(The records Opens)

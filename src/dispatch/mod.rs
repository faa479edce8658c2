//! The dispatcher, composition root of the service.
//!
//! Routes a task to a keyword-matched operation, or falls back to command
//! synthesis followed by execution. Every path ends in one of five terminal
//! outcomes, all normalized into `ExecutionResult`.

pub mod executor;
pub mod synthesizer;

use std::path::Path;

use serde::Serialize;
use tracing::{debug, info, warn};

use crate::config::Config;
use crate::error::{DispatchError, Result};
use crate::llm;
use crate::operations::{builtin, OperationContext, OperationRegistry};
use crate::sandbox::PathSandbox;

pub use executor::ProcessExecutor;
pub use synthesizer::CommandSynthesizer;

/// Terminal state of one task. Logged, never returned to callers.
#[derive(Debug, Clone, Copy, PartialEq)]
pub enum Outcome {
    MatchedSuccess,
    MatchedError,
    FallbackError,
    ExecutionError,
    FallbackSuccess,
}

impl Outcome {
    pub fn as_str(&self) -> &'static str {
        match self {
            Outcome::MatchedSuccess => "matched_success",
            Outcome::MatchedError => "matched_error",
            Outcome::FallbackError => "fallback_error",
            Outcome::ExecutionError => "execution_error",
            Outcome::FallbackSuccess => "fallback_success",
        }
    }
}

#[derive(Debug, Clone, Copy, PartialEq, Serialize)]
#[serde(rename_all = "lowercase")]
pub enum Status {
    Success,
    Error,
}

/// Uniform envelope for every task, whichever path produced it.
#[derive(Debug, Clone, PartialEq, Serialize)]
pub struct ExecutionResult {
    pub status: Status,
    pub output: String,
    #[serde(skip_serializing_if = "Option::is_none")]
    pub detail: Option<String>,
}

impl ExecutionResult {
    pub fn success(output: String) -> Self {
        Self {
            status: Status::Success,
            output,
            detail: None,
        }
    }

    /// `output` carries the category message, `detail` the raw diagnostic
    /// (captured stderr for failed commands).
    pub fn failure(err: &DispatchError) -> Self {
        Self {
            status: Status::Error,
            output: err.to_string(),
            detail: Some(err.detail()),
        }
    }
}

pub struct Dispatcher {
    registry: OperationRegistry,
    sandbox: PathSandbox,
    synthesizer: CommandSynthesizer,
    executor: ProcessExecutor,
}

impl Dispatcher {
    pub fn new(
        registry: OperationRegistry,
        sandbox: PathSandbox,
        synthesizer: CommandSynthesizer,
        executor: ProcessExecutor,
    ) -> Self {
        Self {
            registry,
            sandbox,
            synthesizer,
            executor,
        }
    }

    /// Builds every component from configuration.
    pub fn from_config(config: &Config) -> anyhow::Result<Self> {
        let sandbox = PathSandbox::new(&config.sandbox);

        let llm = llm::build_client(&config.llm)?;

        let mut registry =
            OperationRegistry::new().with_case_insensitive(config.routing.case_insensitive);
        builtin::register_all(&mut registry, &config.operations, llm.clone())?;

        let synthesizer = CommandSynthesizer::new(llm, config.llm.max_concurrent);

        let root = Path::new(sandbox.root());
        let working_dir = root.is_dir().then(|| root.to_path_buf());
        if working_dir.is_none() {
            warn!("Sandbox root {} does not exist, commands run in the current directory", sandbox.root());
        }
        let executor = ProcessExecutor::new(&config.executor, working_dir);

        Ok(Self::new(registry, sandbox, synthesizer, executor))
    }

    pub fn registry(&self) -> &OperationRegistry {
        &self.registry
    }

    pub fn synthesizer(&self) -> &CommandSynthesizer {
        &self.synthesizer
    }

    /// Runs a task and normalizes the result into the envelope.
    pub async fn run(&self, task: &str) -> ExecutionResult {
        match self.try_run(task).await {
            Ok(output) => ExecutionResult::success(output),
            Err(e) => ExecutionResult::failure(&e),
        }
    }

    /// Runs a task, keeping the error category for the caller.
    pub async fn try_run(&self, task: &str) -> Result<String> {
        let (outcome, result) = self.route(task).await;
        match &result {
            Ok(output) => info!(
                outcome = outcome.as_str(),
                "Task completed ({} bytes of output)",
                output.len()
            ),
            Err(e) => warn!(outcome = outcome.as_str(), category = e.category(), "Task failed: {e}"),
        }
        result
    }

    async fn route(&self, task: &str) -> (Outcome, Result<String>) {
        if let Some(operation) = self.registry.dispatch(task) {
            info!(operation = operation.name(), "Task matched keyword {:?}", operation.keyword());
            let context = OperationContext {
                sandbox: &self.sandbox,
                task,
            };
            return match operation.execute(&context).await {
                Ok(output) => (Outcome::MatchedSuccess, Ok(output)),
                Err(e) => (Outcome::MatchedError, Err(operation_error(operation.name(), e))),
            };
        }

        debug!("No operation matched, falling back to command synthesis");
        let command = match self.synthesizer.synthesize(task).await {
            Ok(command) => command,
            Err(e) => return (Outcome::FallbackError, Err(e)),
        };

        let output = match self.executor.execute(&command).await {
            Ok(output) => output,
            Err(e) => return (Outcome::ExecutionError, Err(e)),
        };

        if !output.success() {
            return (Outcome::ExecutionError, Err(DispatchError::Execution(output.stderr)));
        }
        (Outcome::FallbackSuccess, Ok(output.stdout))
    }

    /// Returns the full text of a sandboxed file.
    pub async fn read(&self, path: &str) -> Result<String> {
        let path = self.sandbox.validate(path)?;
        match tokio::fs::read_to_string(path).await {
            Ok(content) => Ok(content),
            Err(e) if e.kind() == std::io::ErrorKind::NotFound => {
                Err(DispatchError::NotFound(path.to_string()))
            }
            Err(e) => Err(e.into()),
        }
    }
}

/// Keeps sandbox and other typed failures raised inside an operation; wraps the rest.
fn operation_error(operation: &str, err: anyhow::Error) -> DispatchError {
    match err.downcast::<DispatchError>() {
        Ok(typed) => typed,
        Err(err) => DispatchError::Operation {
            operation: operation.to_string(),
            message: format!("{err:#}"),
        },
    }
}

(The records Closes)

To do: The full set of data above must come back exactly as written.

Answer section:
filename src/dispatch/mod.rs
repository faa479edce8658c2
//! The dispatcher, composition root of the service.
//!
//! Routes a task to a keyword-matched operation, or falls back to command
//! synthesis followed by execution. Every path ends in one of five terminal
//! outcomes, all normalized into `ExecutionResult`.

pub mod executor;
pub mod synthesizer;

use std::path::Path;

use serde::Serialize;
use tracing::{debug, info, warn};

use crate::config::Config;
use crate::error::{DispatchError, Result};
use crate::llm;
use crate::operations::{builtin, OperationContext, OperationRegistry};
use crate::sandbox::PathSandbox;

pub use executor::ProcessExecutor;
pub use synthesizer::CommandSynthesizer;

/// Terminal state of one task. Logged, never returned to callers.
#[derive(Debug, Clone, Copy, PartialEq)]
pub enum Outcome {
    MatchedSuccess,
    MatchedError,
    FallbackError,
    ExecutionError,
    FallbackSuccess,
}

impl Outcome {
    pub fn as_str(&self) -> &'static str {
        match self {
            Outcome::MatchedSuccess => "matched_success",
            Outcome::MatchedError => "matched_error",
            Outcome::FallbackError => "fallback_error",
            Outcome::ExecutionError => "execution_error",
            Outcome::FallbackSuccess => "fallback_success",
        }
    }
}

#[derive(Debug, Clone, Copy, PartialEq, Serialize)]
#[serde(rename_all = "lowercase")]
pub enum Status {
    Success,
    Error,
}

/// Uniform envelope for every task, whichever path produced it.
#[derive(Debug, Clone, PartialEq, Serialize)]
pub struct ExecutionResult {
    pub status: Status,
    pub output: String,
    #[serde(skip_serializing_if = "Option::is_none")]
    pub detail: Option<String>,
}

impl ExecutionResult {
    pub fn success(output: String) -> Self {
        Self {
            status: Status::Success,
            output,
            detail: None,
        }
    }

    /// `output` carries the category message, `detail` the raw diagnostic
    /// (captured stderr for failed commands).
    pub fn failure(err: &DispatchError) -> Self {
        Self {
            status: Status::Error,
            output: err.to_string(),
            detail: Some(err.detail()),
        }
    }
}

pub struct Dispatcher {
    registry: OperationRegistry,
    sandbox: PathSandbox,
    synthesizer: CommandSynthesizer,
    executor: ProcessExecutor,
}

impl Dispatcher {
    pub fn new(
        registry: OperationRegistry,
        sandbox: PathSandbox,
        synthesizer: CommandSynthesizer,
        executor: ProcessExecutor,
    ) -> Self {
        Self {
            registry,
            sandbox,
            synthesizer,
            executor,
        }
    }

    /// Builds every component from configuration.
    pub fn from_config(config: &Config) -> anyhow::Result<Self> {
        let sandbox = PathSandbox::new(&config.sandbox);

        let llm = llm::build_client(&config.llm)?;

        let mut registry =
            OperationRegistry::new().with_case_insensitive(config.routing.case_insensitive);
        builtin::register_all(&mut registry, &config.operations, llm.clone())?;

        let synthesizer = CommandSynthesizer::new(llm, config.llm.max_concurrent);

        let root = Path::new(sandbox.root());
        let working_dir = root.is_dir().then(|| root.to_path_buf());
        if working_dir.is_none() {
            warn!("Sandbox root {} does not exist, commands run in the current directory", sandbox.root());
        }
        let executor = ProcessExecutor::new(&config.executor, working_dir);

        Ok(Self::new(registry, sandbox, synthesizer, executor))
    }

    pub fn registry(&self) -> &OperationRegistry {
        &self.registry
    }

    pub fn synthesizer(&self) -> &CommandSynthesizer {
        &self.synthesizer
    }

    /// Runs a task and normalizes the result into the envelope.
    pub async fn run(&self, task: &str) -> ExecutionResult {
        match self.try_run(task).await {
            Ok(output) => ExecutionResult::success(output),
            Err(e) => ExecutionResult::failure(&e),
        }
    }

    /// Runs a task, keeping the error category for the caller.
    pub async fn try_run(&self, task: &str) -> Result<String> {
        let (outcome, result) = self.route(task).await;
        match &result {
            Ok(output) => info!(
                outcome = outcome.as_str(),
                "Task completed ({} bytes of output)",
                output.len()
            ),
            Err(e) => warn!(outcome = outcome.as_str(), category = e.category(), "Task failed: {e}"),
        }
        result
    }

    async fn route(&self, task: &str) -> (Outcome, Result<String>) {
        if let Some(operation) = self.registry.dispatch(task) {
            info!(operation = operation.name(), "Task matched keyword {:?}", operation.keyword());
            let context = OperationContext {
                sandbox: &self.sandbox,
                task,
            };
            return match operation.execute(&context).await {
                Ok(output) => (Outcome::MatchedSuccess, Ok(output)),
                Err(e) => (Outcome::MatchedError, Err(operation_error(operation.name(), e))),
            };
        }

        debug!("No operation matched, falling back to command synthesis");
        let command = match self.synthesizer.synthesize(task).await {
            Ok(command) => command,
            Err(e) => return (Outcome::FallbackError, Err(e)),
        };

        let output = match self.executor.execute(&command).await {
            Ok(output) => output,
            Err(e) => return (Outcome::ExecutionError, Err(e)),
        };

        if !output.success() {
            return (Outcome::ExecutionError, Err(DispatchError::Execution(output.stderr)));
        }
        (Outcome::FallbackSuccess, Ok(output.stdout))
    }

    /// Returns the full text of a sandboxed file.
    pub async fn read(&self, path: &str) -> Result<String> {
        let path = self.sandbox.validate(path)?;
        match tokio::fs::read_to_string(path).await {
            Ok(content) => Ok(content),
            Err(e) if e.kind() == std::io::ErrorKind::NotFound => {
                Err(DispatchError::NotFound(path.to_string()))
            }
            Err(e) => Err(e.into()),
        }
    }
}

/// Keeps sandbox and other typed failures raised inside an operation; wraps the rest.
fn operation_error(operation: &str, err: anyhow::Error) -> DispatchError {
    match err.downcast::<DispatchError>() {
        Ok(typed) => typed,
        Err(err) => DispatchError::Operation {
            operation: operation.to_string(),
            message: format!("{err:#}"),
        },
    }
}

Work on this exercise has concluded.